<<<<
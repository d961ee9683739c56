use async_trait::async_trait;
use axum::http::{HeaderMap, StatusCode};
use tracing::info;

use crate::config::auth::AuthSettings;
use crate::middleware::RequestContext;
use crate::services::urls::{full_path, insert_query_var, query_var, strip_query_var};

use super::{Authenticator, Challenge, ClientIdentity};

/// Friendlier wrapper around a redirecting form authenticator.
///
/// It layers three behaviors on top of the wrapped one, by delegation:
///
/// * users are never challenged on logout;
/// * optional post-login and post-logout pages (which receive the referrer
///   as a `came_from` query variable);
/// * a failed-login counter threaded through the redirect URLs, so a login
///   form can tell the user how many attempts failed without needing a
///   post-login page.
pub struct FriendlyForm<A> {
    inner: A,
    login_form_path: String,
    login_handler_path: String,
    logout_handler_path: String,
    counter_name: String,
    post_login_url: Option<String>,
    post_logout_url: Option<String>,
}

impl<A> FriendlyForm<A> {
    pub fn new(inner: A, settings: &AuthSettings) -> Self {
        Self {
            inner,
            login_form_path: settings.login_form_path.clone(),
            login_handler_path: settings.login_handler_path.clone(),
            logout_handler_path: settings.logout_handler_path.clone(),
            counter_name: settings.counter_name().to_string(),
            post_login_url: settings.post_login_url.clone(),
            post_logout_url: settings.post_logout_url.clone(),
        }
    }

    /// Counter value from the query string, coerced to zero when absent or
    /// not a non-negative integer. The only failure mode here is a garbled
    /// user-facing redirect parameter, so it is never propagated.
    fn counter(&self, ctx: &RequestContext) -> u32 {
        query_var(&ctx.query_string, &self.counter_name)
            .and_then(|raw| raw.parse().ok())
            .unwrap_or(0)
    }

    fn counter_present(&self, ctx: &RequestContext) -> bool {
        query_var(&ctx.query_string, &self.counter_name).is_some()
    }
}

#[async_trait]
impl<A: Authenticator> Authenticator for FriendlyForm<A> {
    async fn identify(&self, ctx: &mut RequestContext) -> Option<ClientIdentity> {
        let identity = self.inner.identify(ctx).await;

        if ctx.path == self.login_handler_path {
            // The pipeline has already chosen where to send the user after
            // authentication; honor the post-login page if one is
            // configured and thread the counter through either way.
            let mut destination = match &self.post_login_url {
                Some(post_login) => {
                    let mut dest = full_path(post_login, &ctx.script_name);
                    if let Some(came_from) = query_var(&ctx.query_string, "came_from") {
                        dest = insert_query_var(&dest, "came_from", &came_from);
                    }
                    dest
                }
                None => ctx
                    .pending_redirect
                    .clone()
                    .unwrap_or_else(|| full_path("/", &ctx.script_name)),
            };
            destination =
                insert_query_var(&destination, &self.counter_name, &self.counter(ctx).to_string());
            info!("Post-login redirect: {}", destination);
            ctx.pending_redirect = Some(destination);
        } else if ctx.path == self.login_form_path || self.counter_present(ctx) {
            // Load the counter into the context and hide it from the query
            // string so downstream handlers never see the variable.
            ctx.logins = Some(self.counter(ctx));
            ctx.query_string = strip_query_var(&ctx.query_string, &self.counter_name);
        }

        identity
    }

    async fn challenge(
        &self,
        ctx: &mut RequestContext,
        status: StatusCode,
        app_headers: &HeaderMap,
        forget_headers: &HeaderMap,
    ) -> Option<Challenge> {
        let base = self.inner.challenge(ctx, status, app_headers, forget_headers).await?;
        let headers = base.without_location();

        if ctx.path == self.logout_handler_path {
            // Logging out: never challenge.
            let destination = match &self.post_logout_url {
                Some(post_logout) => {
                    let mut dest = full_path(post_logout, &ctx.script_name);
                    if let Some(came_from) = &ctx.came_from {
                        dest = insert_query_var(&dest, "came_from", came_from);
                    }
                    dest
                }
                None => ctx.came_from.clone().unwrap_or_else(|| {
                    if ctx.script_name.is_empty() {
                        "/".to_string()
                    } else {
                        ctx.script_name.clone()
                    }
                }),
            };
            info!("Post-logout redirect: {}", destination);
            return Some(Challenge::redirect(&destination, headers));
        }

        if let (Some(logins), Some(location)) = (ctx.logins, base.location()) {
            // Login failed: send the user back to the form with the counter
            // bumped by one.
            let attempts = logins + 1;
            ctx.logins = Some(attempts);
            let destination = insert_query_var(&location, &self.counter_name, &attempts.to_string());
            info!("Failed login attempt #{}, redirecting to {}", attempts, destination);
            return Some(Challenge::redirect(&destination, headers));
        }

        Some(base)
    }
}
>>>>
EXERCISE OBJECTIVE: Your answer must be the line with "if let Some(came_from) = &ctx.came_from" and all lines after it through the final line of the entries, copied exactly and with nothing added.

SOLUTION TO THIS EXERCISE:
                    if let Some(came_from) = &ctx.came_from {
                        dest = insert_query_var(&dest, "came_from", came_from);
                    }
                    dest
                }
                None => ctx.came_from.clone().unwrap_or_else(|| {
                    if ctx.script_name.is_empty() {
                        "/".to_string()
                    } else {
                        ctx.script_name.clone()
                    }
                }),
            };
            info!("Post-logout redirect: {}", destination);
            return Some(Challenge::redirect(&destination, headers));
        }

        if let (Some(logins), Some(location)) = (ctx.logins, base.location()) {
            // Login failed: send the user back to the form with the counter
            // bumped by one.
            let attempts = logins + 1;
            ctx.logins = Some(attempts);
            let destination = insert_query_var(&location, &self.counter_name, &attempts.to_string());
            info!("Failed login attempt #{}, redirecting to {}", attempts, destination);
            return Some(Challenge::redirect(&destination, headers));
        }

        Some(base)
    }
}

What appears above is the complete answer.